Whenever a line in the material below contains "Starts", copy that line.

Data extract START

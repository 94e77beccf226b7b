use std::path::PathBuf;

/// Number of slots in a watermark.
pub const WATERMARK_LENGTH: usize = 32;

/// Side length of the square block sampled per grid.
pub const GRID_DIMENSION: usize = 3;

/// Number of cells sampled per grid.
pub const GRID_CELLS: usize = GRID_DIMENSION * GRID_DIMENSION;

/// Bytes per pixel in an rgb24 frame.
pub const BYTES_PER_PIXEL: usize = 3;

/// Codes are reduced modulo this value (6 bits).
pub const CODE_MODULUS: u32 = 64;

/// A sample is trusted only when its variance is strictly below this.
pub const CONFIDENCE_THRESHOLD: f64 = 3.0;

/// Frame edge a grid is anchored to.
#[derive(Debug, Clone, Copy, PartialEq, Eq)]
pub enum Anchor {
    /// Starts at row 0 and walks downward.
    Top,
    /// Starts at the last row and walks upward.
    Bottom,
}

/// Where the two sampling grids sit inside a frame.
#[derive(Debug, Clone, Copy, PartialEq, Eq)]
pub struct GridLayout {
    pub position_anchor: Anchor,
    pub payload_anchor: Anchor,
}

impl GridLayout {
    /// Layout written by the embedding player: slot index at the top, value at the bottom.
    pub const STANDARD: GridLayout = GridLayout {
        position_anchor: Anchor::Top,
        payload_anchor: Anchor::Bottom,
    };
}

impl Default for GridLayout {
    fn default() -> Self {
        Self::STANDARD
    }
}

pub const FFMPEG_ENV: &str = "WMDECODE_FFMPEG";
pub const FFPROBE_ENV: &str = "WMDECODE_FFPROBE";

/// Runtime settings for a decode run, assembled from CLI arguments and the environment.
#[derive(Debug, Clone)]
pub struct Settings {
    pub ffmpeg_path: Option<PathBuf>,
    pub ffprobe_path: Option<PathBuf>,
    pub quiet: bool,
}

impl Settings {
    pub fn new(ffmpeg: Option<PathBuf>, ffprobe: Option<PathBuf>, quiet: bool) -> Self {
        Self {
            ffmpeg_path: ffmpeg.or_else(|| env_path(FFMPEG_ENV)),
            ffprobe_path: ffprobe.or_else(|| env_path(FFPROBE_ENV)),
            quiet,
        }
    }
}

impl Default for Settings {
    fn default() -> Self {
        Self::new(None, None, false)
    }
}

fn env_path(key: &str) -> Option<PathBuf> {
    std::env::var_os(key)
        .filter(|v| !v.is_empty())
        .map(PathBuf::from)
}

#[cfg(test)]
mod tests {
    use super::*;

    #[test]
    fn test_grid_cells() {
        assert_eq!(GRID_CELLS, 9);
    }

    #[test]
    fn test_explicit_paths_win() {
        let settings = Settings::new(Some(PathBuf::from("/opt/ffmpeg")), Some(PathBuf::from("/opt/ffprobe")), true);
        assert_eq!(settings.ffmpeg_path, Some(PathBuf::from("/opt/ffmpeg")));
        assert_eq!(settings.ffprobe_path, Some(PathBuf::from("/opt/ffprobe")));
        assert!(settings.quiet);
    }

    #[test]
    fn test_standard_layout() {
        let layout = GridLayout::default();
        assert_eq!(layout.position_anchor, Anchor::Top);
        assert_eq!(layout.payload_anchor, Anchor::Bottom);
    }
}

Data extract END

◆ **Exercise response**:
    /// Starts at row 0 and walks downward.
    /// Starts at the last row and walks upward.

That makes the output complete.